### Source material
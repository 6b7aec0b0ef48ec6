//! Text diffing utilities.
//!
//! This provides a convenient layer on top of the O(NP) engine for diffing
//! text.  Text is split into tokens (characters, words, lines or graphemes)
//! and the tokens are diffed as sequences.  The main type you want to work
//! with is [`TextDiff`].
//!
//! ```rust
//! use npdiff::text::TextDiff;
//!
//! let diff = TextDiff::from_chars("ABCABBA", "CBABAC");
//! assert_eq!(diff.edit_distance(), 5);
//! print!("{}", diff.script());
//! ```
//!
//! Text diffing is available by default but can be disabled by turning off
//! the default features.  The feature to enable to get it back is `text`.
#![cfg(feature = "text")]
use std::fmt;

use crate::algorithms::{DiffOp, DiffTag};
use crate::common::{capture_diff_slices, get_diff_ratio};

/// The tag of a change.
#[derive(Debug, Clone, Copy, Hash, PartialEq, Eq, Ord, PartialOrd)]
#[cfg_attr(
    feature = "serde",
    derive(serde::Serialize, serde::Deserialize),
    serde(rename_all = "snake_case")
)]
pub enum ChangeTag {
    /// The change indicates equality (not a change)
    Equal,
    /// The change indicates deleted text.
    Delete,
    /// The change indicates inserted text.
    Insert,
}

impl fmt::Display for ChangeTag {
    fn fmt(&self, f: &mut fmt::Formatter) -> fmt::Result {
        write!(
            f,
            "{}",
            match *self {
                ChangeTag::Equal => ' ',
                ChangeTag::Delete => '-',
                ChangeTag::Insert => '+',
            }
        )
    }
}

/// A single token level change.
#[derive(Debug, Clone, Copy, PartialEq, Eq, Hash)]
#[cfg_attr(feature = "serde", derive(serde::Serialize, serde::Deserialize))]
pub struct Change<'a> {
    tag: ChangeTag,
    old_index: Option<usize>,
    new_index: Option<usize>,
    #[cfg_attr(feature = "serde", serde(borrow))]
    value: &'a str,
}

impl<'a> Change<'a> {
    pub fn tag(&self) -> ChangeTag {
        self.tag
    }

    /// The index of the token in the old text, unless it was inserted.
    pub fn old_index(&self) -> Option<usize> {
        self.old_index
    }

    /// The index of the token in the new text, unless it was deleted.
    pub fn new_index(&self) -> Option<usize> {
        self.new_index
    }

    pub fn value(&self) -> &'a str {
        self.value
    }
}

impl<'a> fmt::Display for Change<'a> {
    fn fmt(&self, f: &mut fmt::Formatter) -> fmt::Result {
        write!(f, "{}{}", self.tag, self.value)
    }
}

/// A builder type config for [`TextDiff`].
#[derive(Clone, Debug, Default)]
pub struct TextDiffConfig {
    newline_terminated: Option<bool>,
}

impl TextDiffConfig {
    /// Changes the newline termination flag.
    ///
    /// The default is `true` for line diffs and `false` otherwise.  When
    /// the flag is set, tokens are expected to carry their own newline and
    /// [`TextDiff::script`] renders one line per token instead of one line
    /// per run.
    pub fn newline_terminated(&mut self, yes: bool) -> &mut Self {
        self.newline_terminated = Some(yes);
        self
    }

    /// Creates a diff of characters.
    pub fn diff_chars<'a>(&self, old: &'a str, new: &'a str) -> TextDiff<'a> {
        self.diff(split_chars(old), split_chars(new), false)
    }

    /// Creates a diff of words and the whitespace between them.
    pub fn diff_words<'a>(&self, old: &'a str, new: &'a str) -> TextDiff<'a> {
        self.diff(split_words(old), split_words(new), false)
    }

    /// Creates a diff of lines, each keeping its trailing newline.
    pub fn diff_lines<'a>(&self, old: &'a str, new: &'a str) -> TextDiff<'a> {
        self.diff(
            old.split_inclusive('\n').collect(),
            new.split_inclusive('\n').collect(),
            true,
        )
    }

    /// Creates a diff of unicode grapheme clusters.
    #[cfg(feature = "unicode")]
    pub fn diff_graphemes<'a>(&self, old: &'a str, new: &'a str) -> TextDiff<'a> {
        use unicode_segmentation::UnicodeSegmentation;
        self.diff(
            old.graphemes(true).collect(),
            new.graphemes(true).collect(),
            false,
        )
    }

    /// Creates a diff of already tokenized text.
    pub fn diff_slices<'a>(&self, old: &[&'a str], new: &[&'a str]) -> TextDiff<'a> {
        self.diff(old.to_vec(), new.to_vec(), false)
    }

    fn diff<'a>(&self, old: Vec<&'a str>, new: Vec<&'a str>, lines: bool) -> TextDiff<'a> {
        let ops = capture_diff_slices(&old, &new);
        TextDiff {
            old,
            new,
            ops,
            newline_terminated: self.newline_terminated.unwrap_or(lines),
        }
    }
}

fn split_chars(s: &str) -> Vec<&str> {
    s.char_indices()
        .map(|(idx, c)| &s[idx..idx + c.len_utf8()])
        .collect()
}

fn split_words(s: &str) -> Vec<&str> {
    let mut rv = Vec::new();
    let mut start = 0;
    let mut last_ws = None;
    for (idx, c) in s.char_indices() {
        let is_ws = c.is_whitespace();
        if last_ws.map_or(false, |last| last != is_ws) {
            rv.push(&s[start..idx]);
            start = idx;
        }
        last_ws = Some(is_ws);
    }
    if start < s.len() {
        rv.push(&s[start..]);
    }
    rv
}

/// Captures a diff between two texts.
pub struct TextDiff<'a> {
    old: Vec<&'a str>,
    new: Vec<&'a str>,
    ops: Vec<DiffOp>,
    newline_terminated: bool,
}

impl<'a> TextDiff<'a> {
    /// Configures a text differ before diffing.
    pub fn configure() -> TextDiffConfig {
        TextDiffConfig::default()
    }

    /// Creates a diff of characters.
    ///
    /// Equivalent to `TextDiff::configure().diff_chars(old, new)`.
    pub fn from_chars(old: &'a str, new: &'a str) -> TextDiff<'a> {
        TextDiff::configure().diff_chars(old, new)
    }

    /// Creates a diff of words.
    pub fn from_words(old: &'a str, new: &'a str) -> TextDiff<'a> {
        TextDiff::configure().diff_words(old, new)
    }

    /// Creates a diff of lines.
    pub fn from_lines(old: &'a str, new: &'a str) -> TextDiff<'a> {
        TextDiff::configure().diff_lines(old, new)
    }

    /// Creates a diff of graphemes.
    #[cfg(feature = "unicode")]
    pub fn from_graphemes(old: &'a str, new: &'a str) -> TextDiff<'a> {
        TextDiff::configure().diff_graphemes(old, new)
    }

    /// The tokens of the old text.
    pub fn old_slices(&self) -> &[&'a str] {
        &self.old
    }

    /// The tokens of the new text.
    pub fn new_slices(&self) -> &[&'a str] {
        &self.new
    }

    /// The captured operations, with deletions and insertions combined
    /// into replacements.
    pub fn ops(&self) -> &[DiffOp] {
        &self.ops
    }

    pub fn newline_terminated(&self) -> bool {
        self.newline_terminated
    }

    /// Number of inserted plus deleted tokens.
    pub fn edit_distance(&self) -> usize {
        self.ops
            .iter()
            .map(|op| match op.tag() {
                DiffTag::Equal => 0,
                _ => op.old_range().len() + op.new_range().len(),
            })
            .sum()
    }

    /// Return a measure of similarity in the range `0..=1`.
    pub fn ratio(&self) -> f32 {
        get_diff_ratio(&self.ops, self.old.len(), self.new.len())
    }

    /// Iterates over the token level changes of a single operation.
    ///
    /// Replacements yield their deletions before their insertions.
    pub fn iter_changes(&self, op: &DiffOp) -> impl Iterator<Item = Change<'a>> + '_ {
        let (tag, old_range, new_range) = op.as_tag_tuple();
        let (equal, deleted, inserted) = match tag {
            DiffTag::Equal => (old_range.zip(new_range), 0..0, 0..0),
            DiffTag::Delete => ((0..0).zip(0..0), old_range, 0..0),
            DiffTag::Insert => ((0..0).zip(0..0), 0..0, new_range),
            DiffTag::Replace => ((0..0).zip(0..0), old_range, new_range),
        };
        equal
            .map(move |(old_index, new_index)| Change {
                tag: ChangeTag::Equal,
                old_index: Some(old_index),
                new_index: Some(new_index),
                value: self.old[old_index],
            })
            .chain(deleted.map(move |old_index| Change {
                tag: ChangeTag::Delete,
                old_index: Some(old_index),
                new_index: None,
                value: self.old[old_index],
            }))
            .chain(inserted.map(move |new_index| Change {
                tag: ChangeTag::Insert,
                old_index: None,
                new_index: Some(new_index),
                value: self.new[new_index],
            }))
    }

    /// Iterates over all token level changes.
    pub fn iter_all_changes(&self) -> impl Iterator<Item = Change<'a>> + '_ {
        self.ops.iter().flat_map(move |op| self.iter_changes(op))
    }

    /// Returns a formatter rendering the edit script.
    pub fn script(&self) -> Script<'_, 'a> {
        Script { diff: self }
    }
}

/// Renders a [`TextDiff`] as a `-`/`+`/` ` prefixed edit script.
///
/// Without newline termination every run of deleted, inserted or equal
/// tokens becomes one line.  With newline termination (the default for
/// line diffs) every token becomes one line.
pub struct Script<'diff, 'a> {
    diff: &'diff TextDiff<'a>,
}

impl<'diff, 'a> Script<'diff, 'a> {
    fn write_run(&self, f: &mut fmt::Formatter, tag: ChangeTag, tokens: &[&str]) -> fmt::Result {
        if tokens.is_empty() {
            return Ok(());
        }
        if self.diff.newline_terminated {
            for token in tokens {
                write!(f, "{}{}", tag, token)?;
                if !token.ends_with('\n') {
                    writeln!(f)?;
                }
            }
        } else {
            write!(f, "{}", tag)?;
            for token in tokens {
                write!(f, "{}", token)?;
            }
            writeln!(f)?;
        }
        Ok(())
    }
}

impl<'diff, 'a> fmt::Display for Script<'diff, 'a> {
    fn fmt(&self, f: &mut fmt::Formatter) -> fmt::Result {
        for op in self.diff.ops() {
            let (tag, old_range, new_range) = op.as_tag_tuple();
            let old = &self.diff.old[old_range];
            let new = &self.diff.new[new_range];
            match tag {
                DiffTag::Equal => self.write_run(f, ChangeTag::Equal, old)?,
                DiffTag::Delete | DiffTag::Insert | DiffTag::Replace => {
                    self.write_run(f, ChangeTag::Delete, old)?;
                    self.write_run(f, ChangeTag::Insert, new)?;
                }
            }
        }
        Ok(())
    }
}

#[test]
fn test_multi_line_runs() {
    let diff = TextDiff::from_lines("a\nb\nc\n", "x\ny\nc\n");
    assert_eq!(diff.script().to_string(), "-a\n-b\n+x\n+y\n c\n");
    assert_eq!(diff.edit_distance(), 4);
}

#[test]
fn test_split_words() {
    assert_eq!(
        split_words("foo  bar\tbaz "),
        vec!["foo", "  ", "bar", "\t", "baz", " "]
    );
    assert_eq!(split_words(""), Vec::<&str>::new());
    assert_eq!(split_chars("äb"), vec!["ä", "b"]);
}

#[test]
fn test_char_script() {
    let diff = TextDiff::from_chars("ABCABBA", "CBABAC");
    assert_eq!(diff.edit_distance(), 5);
    assert_eq!(
        diff.script().to_string(),
        "-A\n+C\n B\n-C\n AB\n-B\n A\n+C\n"
    );
}

#[test]
fn test_line_script() {
    let diff = TextDiff::from_lines("a\nb\nc\n", "a\nx\nc\nd");
    assert!(diff.newline_terminated());
    assert_eq!(diff.script().to_string(), " a\n-b\n+x\n c\n+d\n");
    assert_eq!(diff.edit_distance(), 3);
}

#[test]
fn test_word_changes() {
    let diff = TextDiff::from_words("hello world", "hello there world");
    let changes = diff
        .iter_all_changes()
        .map(|change| change.to_string())
        .collect::<Vec<_>>();
    assert_eq!(
        changes,
        vec![" hello", "  ", "+there", "+ ", " world"]
    );
    assert_eq!(diff.edit_distance(), 2);
    assert_eq!(diff.ratio(), 0.75);
}

#[test]
fn test_empty_texts() {
    let diff = TextDiff::from_chars("", "");
    assert!(diff.ops().is_empty());
    assert_eq!(diff.ratio(), 1.0);
    assert_eq!(diff.script().to_string(), "");

    let diff = TextDiff::from_chars("", "abc");
    assert_eq!(diff.script().to_string(), "+abc\n");
    let change = diff.iter_all_changes().next().unwrap();
    assert_eq!(change.tag(), ChangeTag::Insert);
    assert_eq!(change.old_index(), None);
    assert_eq!(change.new_index(), Some(0));
    assert_eq!(change.value(), "a");
}

#[test]
fn test_config_newline_terminated() {
    let diff = TextDiff::configure()
        .newline_terminated(true)
        .diff_chars("ab", "b");
    assert_eq!(diff.script().to_string(), "-a\n b\n");
    let diff = TextDiff::configure()
        .newline_terminated(false)
        .diff_lines("a\nb\n", "b\n");
    assert_eq!(diff.script().to_string(), "-a\n\n b\n\n");
}

#[test]
#[cfg(feature = "unicode")]
fn test_graphemes() {
    let diff = TextDiff::from_graphemes("e\u{301}x", "ex");
    assert_eq!(diff.old_slices(), &["e\u{301}", "x"]);
    assert_eq!(diff.edit_distance(), 2);
}

#[test]
#[cfg(feature = "serde")]
fn test_serde_change() {
    let diff = TextDiff::from_chars("ab", "b");
    let change = diff.iter_all_changes().next().unwrap();
    let json = serde_json::to_string(&change).unwrap();
    assert_eq!(
        json,
        r#"{"tag":"delete","old_index":0,"new_index":null,"value":"a"}"#
    );
    assert_eq!(serde_json::from_str::<Change>(&json).unwrap(), change);
}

### Exercise brief
What are the lines above that hold the string "inserted"? Copy them.

### Answer to this problem
    /// The change indicates inserted text.
    /// The index of the token in the old text, unless it was inserted.
    /// Number of inserted plus deleted tokens.
        let (equal, deleted, inserted) = match tag {
            .chain(inserted.map(move |new_index| Change {
/// Without newline termination every run of deleted, inserted or equal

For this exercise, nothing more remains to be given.